Posted by: Blissex | November 02, 2019 at 05:28 PM
what is the maximum amount of wealth that is reasonable for an individual in the UK to have?
Posted by: Dipper | November 02, 2019 at 09:13 PM
Modern economics is a failure as it doesn't describe, or allow for, billionaire concentrations of wealth. Billionaires are a cause of current social stress and poverty because they suck up vast amounts of money that would be put to productive investments elsewhere. Two, the money removed from the economy should be circling through people's pockets and bank accounts 5 to 10 times multiplying money's affects. Now it goes through 2 or 3 times at most before falling into a monetary black hole. Thus the failure of 'pump-priming' and 'quantitative easing' and 'TARP' programs, not to mention the long-term stagnation of Japan's economy under the rule of their corporate conglomerates.
The result is the immediate destitution of the middle and lower classes of every society.
Posted by: ricardo2000 | November 03, 2019 at 06:09 PM
I think Chris is mostly correct about this. I suggest a big part of the problem that we all have is one of language.

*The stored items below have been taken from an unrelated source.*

//! Plaintext table reporter
//!
//! One row per outdated gem, sorted by name, followed by the totals.
//! Every cell is right-aligned in a column three characters wider than its
//! widest value. Up-to-date gems are left out and an all-current run prints
//! nothing at all.

use crate::domain::{total_libyears, total_version_distance, DependencyFreshness};
use crate::output::{sorted_by_name, Reporter};
use chrono::NaiveDate;
use colored::Colorize;
use std::io::Write;

const HEADERS: [&str; 8] = [
    "Gem",
    "Current",
    "Current Date",
    "Latest",
    "Latest Date",
    "Versions",
    "Days",
    "Years",
];

/// Extra width added to every column
const COLUMN_PADDING: usize = 3;

const UNKNOWN: &str = "Unknown";

/// Table reporter for terminals and logs
#[derive(Debug, Clone, Default)]
pub struct PlaintextReporter {
    /// Whether to use colors
    color: bool,
}

impl PlaintextReporter {
    /// Create a reporter without colors
    pub fn new() -> Self {
        Self { color: false }
    }

    /// Create a reporter with color option
    pub fn with_color(color: bool) -> Self {
        Self { color }
    }

    fn row(result: &DependencyFreshness) -> [String; 8] {
        [
            result.name.clone(),
            result.current_version.clone(),
            format_date(result.current_version_release_date),
            result
                .latest_version
                .clone()
                .unwrap_or_else(|| UNKNOWN.to_string()),
            format_date(result.latest_version_release_date),
            result
                .version_distance
                .map_or_else(|| UNKNOWN.to_string(), |d| d.to_string()),
            result
                .libyear_in_days
                .map_or_else(|| UNKNOWN.to_string(), |d| d.to_string()),
            result
                .libyears()
                .map_or_else(|| UNKNOWN.to_string(), format_years),
        ]
    }

    fn format_line(cells: &[String], widths: &[usize]) -> String {
        cells
            .iter()
            .zip(widths)
            .map(|(cell, width)| format!("{:>width$}", cell, width = width))
            .collect::<Vec<_>>()
            .join(" ")
    }
}

impl Reporter for PlaintextReporter {
    fn generate(
        &self,
        results: &[DependencyFreshness],
        writer: &mut dyn Write,
    ) -> std::io::Result<()> {
        let rows: Vec<[String; 8]> = sorted_by_name(results)
            .into_iter()
            .filter(|r| !r.is_up_to_date())
            .map(Self::row)
            .collect();
        if rows.is_empty() {
            return Ok(());
        }

        let widths: Vec<usize> = HEADERS
            .iter()
            .enumerate()
            .map(|(idx, header)| {
                rows.iter()
                    .map(|row| row[idx].chars().count())
                    .chain(std::iter::once(header.len()))
                    .max()
                    .unwrap_or(0)
                    + COLUMN_PADDING
            })
            .collect();

        let headers: Vec<String> = HEADERS.iter().map(|h| h.to_string()).collect();
        let header_line = Self::format_line(&headers, &widths);
        let divider = widths
            .iter()
            .map(|width| ".".repeat(*width))
            .collect::<Vec<_>>()
            .join(" ");

        if self.color {
            writeln!(writer, "{}", header_line.bold())?;
            writeln!(writer, "{}", divider.dimmed())?;
        } else {
            writeln!(writer, "{}", header_line)?;
            writeln!(writer, "{}", divider)?;
        }
        for row in &rows {
            writeln!(writer, "{}", Self::format_line(row, &widths))?;
        }

        let libyears = format_years(total_libyears(results));
        let releases = total_version_distance(results);
        if self.color {
            writeln!(
                writer,
                "System is {} libyears behind",
                libyears.yellow().bold()
            )?;
            writeln!(writer, "Total releases behind: {}", releases.to_string().bold())
        } else {
            writeln!(writer, "System is {} libyears behind", libyears)?;
            writeln!(writer, "Total releases behind: {}", releases)
        }
    }
}

fn format_date(date: Option<NaiveDate>) -> String {
    date.map_or_else(
        || UNKNOWN.to_string(),
        |d| d.format("%Y-%m-%d").to_string(),
    )
}

fn format_years(years: f64) -> String {
    format!("{:.2}", years)
}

The right typically refers to the benefits of FREE markets, when more accurately they should refer to the benefits of COMPETITIVE markets.
When the right refer to a market being FREE they generally have in mind that the market is free from government interference, as in no price regulation, and no legal barriers to entry. But in a FREE market, firms may also be FREE to exploit monopoly power, as Chris identifies. They also may be FREE to exploit other market imperfections, such as 'assymetry of information' (ie ripping off the ill informed) which is why the financial services industry is so large.
I think Chris is totally right- the authorities should seek to make markets more competitive wherever possible, and regulate where competition cannot protect the consumer.
The right should refer to the benefits of COMPETETIVE markets, and stop talking about FREE markets.
Just a pity that most of Corbynite left do not grasp one iota of this- wooosh! - and continue to propose creating nationalised state monopolies are the answer despite this being a wholly proven failure.
Posted by: nicholas ford | November 03, 2019 at 09:01 PM
This is right, but it misses the point that there aren't very many Western billionaires, and the few that exist are easily accounted for. It's hardly a sign of market failure that tech innovators are richly - even absurdly - rewarded. It's interesting to glance at the various rich lists and see how few inherit their wealth rather than generate it themselves. It's an indication that the free market is working relatively well
Posted by: Danny | November 04, 2019 at 09:33 PM
Danny, there isn't enough wealth in existence for there to be very many billionaires, and if there was, we would all be talking about the quadrillionaires. You seem to attach some ethical property to wealth not inherited that automatically makes it "ok", but it's the rules in place that determine how the spoils of war get divided.
Posted by: kramer | November 05, 2019 at 01:41 AM
Kramer - UK gdp is £2.1 trillion, there is no shortage of wealth which (leaving aside dynamic effects) could be concentrated.
The relevance of inherited wealth is that it shows dissipation of assets over time. That's morally important. It shows that the optimal policy for someone who a) is concerned about extreme inequality but b) recognises property rights and freedom to trade - is just patience.
Posted by: Danny | November 05, 2019 at 07:12 AM
I think you're saying "the right" when you mean "Tories". The Tories have indeed thrown their belief in Free Markets to the populist wind, but those of us on the right who still believe in Free markets are mostly no longer Tories. We are, and always have been liberals. The "support for wealth" is just a liberal respect for property rights. In this respect the occasional Billionaire is just a lottery win for a few people. The idea you could create perfect competition, or such a situation would be desirable is, like all fundamentalisms, erronious. There is a lot of luck in the distribution of wealth, true. That doesn't mean a tax system or bureaucracy could do better.